1. The influence of menopause on ventricular function and remodelling remains undefined. The following study examined the effect of ovariectomy on ventricular contractility, cardiac hypertrophy and extracellular matrix protein expression. 2. Elevated circulating levels of the vasoconstrictor endothelin-1 have been reported in post-menopausal women. Moreover, endothelin-1 has been shown to influence blood pressure, ventricular function and cardiac remodelling. In this regard, the potential pathophysiological role of endothelin-1 in the ovariectomized rat was assessed via the administration of the selective endothelin(A) receptor (ET(A)) antagonist BMS-182874. 3. In 3 and 6 week ovariectomized female Sprague - Dawley rats, uterus atrophy was associated with a significant increase in mean arterial pressure, and left ventricular systolic pressure, as compared to sham.
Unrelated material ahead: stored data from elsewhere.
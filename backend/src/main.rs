// itemstream server entrypoint
//!
//! Initialization and graceful shutdown live in `lifecycle`; this file only
//! orders the startup steps.

use itemstream_server::{lifecycle, logging};

use anyhow::Result;
use itemstream_configs::ServerConfig;
use lifecycle::{bootstrap, run};
use log::info;
use std::path::Path;

const DEFAULT_CONFIG_PATH: &str = "config.toml";

#[actix_web::main]
async fn main() -> Result<()> {
    // Config path: first argument, then ITEMSTREAM_CONFIG, then ./config.toml
    let config_path = std::env::args()
        .nth(1)
        .or_else(|| std::env::var("ITEMSTREAM_CONFIG").ok())
        .unwrap_or_else(|| DEFAULT_CONFIG_PATH.to_string());

    let mut config = if Path::new(&config_path).exists() {
        match ServerConfig::from_file(&config_path) {
            Ok(cfg) => {
                eprintln!("Loaded config from: {}", config_path);
                cfg
            },
            Err(e) => {
                eprintln!("FATAL: Failed to load {}: {:#}", config_path, e);
                std::process::exit(1);
            },
        }
    } else {
        eprintln!("No config at {}, using defaults", config_path);
        ServerConfig::default()
    };

    if let Err(e) = config.apply_env_overrides() {
        eprintln!("FATAL: Invalid environment override: {:#}", e);
        std::process::exit(1);
    }

    // Logging before any other side effects
    logging::init_logging(&config.logging)?;

    info!(
        "itemstream server v{} ({} @ {})",
        env!("CARGO_PKG_VERSION"),
        env!("GIT_COMMIT_HASH"),
        env!("GIT_BRANCH")
    );
    info!("Host: {}  Port: {}", config.server.host, config.server.port);
    info!(
        "WebSocket path: {} (public: {})",
        config.websocket.path, config.websocket.public
    );

    let components = bootstrap(&config).await?;

    // Run HTTP server until termination signal is received
    run(&config, components).await
}
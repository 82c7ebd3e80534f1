// Build script for the server binary.
// Captures the Git commit hash and branch shown in the startup banner.

use std::path::{Path, PathBuf};
use std::process::Command;

fn main() {
    let manifest_dir = PathBuf::from(std::env::var("CARGO_MANIFEST_DIR").unwrap_or_default());
    let repo_root = find_repo_root(&manifest_dir).unwrap_or_else(|| manifest_dir.clone());

    let commit_hash = git(&["rev-parse", "--short", "HEAD"]).unwrap_or_else(|| "unknown".to_string());
    let branch = git(&["rev-parse", "--abbrev-ref", "HEAD"]).unwrap_or_else(|| "unknown".to_string());

    println!("cargo:rustc-env=GIT_COMMIT_HASH={}", commit_hash);
    println!("cargo:rustc-env=GIT_BRANCH={}", branch);

    // Re-run when HEAD moves
    let git_head = repo_root.join(".git").join("HEAD");
    if git_head.exists() {
        println!("cargo:rerun-if-changed={}", git_head.display());
    }
}

fn git(args: &[&str]) -> Option<String> {
    Command::new("git")
        .args(args)
        .output()
        .ok()
        .filter(|output| output.status.success())
        .and_then(|output| String::from_utf8(output.stdout).ok())
        .map(|s| s.trim().to_string())
        .filter(|s| !s.is_empty())
}

fn find_repo_root(start: &Path) -> Option<PathBuf> {
    start.ancestors().find(|ancestor| ancestor.join(".git").exists()).map(Path::to_path_buf)
}
//! DELETE: remove the targeted record(s) and answer with the deleted key(s)

use serde_json::Value;

use itemstream_commons::websocket::Target;
use itemstream_commons::InboundMessage;

use super::{require_collection, HandlerContext};
use crate::error::{LiveError, Result};

pub(super) async fn execute(ctx: &HandlerContext<'_>, message: &InboundMessage) -> Result<Option<Value>> {
    let collection = require_collection(message)?;
    let target = message.target().ok_or(LiveError::MissingTarget)?;
    let identity = ctx.connection.identity();

    let result = match target {
        Target::Many(keys) => {
            Value::Array(ctx.gateway.delete_many(collection, keys, identity).await?)
        },
        Target::One(key) => ctx.gateway.delete_one(collection, key, identity).await?,
    };
    Ok(Some(result))
}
By contrast, right ventricular contractile indices were normal in the ovariectomized rat. Despite increased systolic load, left ventricular hypertrophy was not evident, prepro-atrial natriuretic peptide (prepro-ANP) mRNA levels and collagen protein content were similar to sham. 4. The treatment of ovariectomized rats with BMS-182874 (60 mg kg(-1) per day) did not reverse uterus atrophy. However, BMS-182874 normalized mean arterial pressure, and left ventricular systolic pressure in the ovariectomized rat. 5. Thus, despite elevated blood pressure, ovariectomized rats were not associated with either cardiac hypertrophy or fibrosis. Lastly, endothelin-1, acting via the stimulation of the ET(A) receptor represents an integral mechanism implicated in the increase of mean arterial pressure following ovariectomy.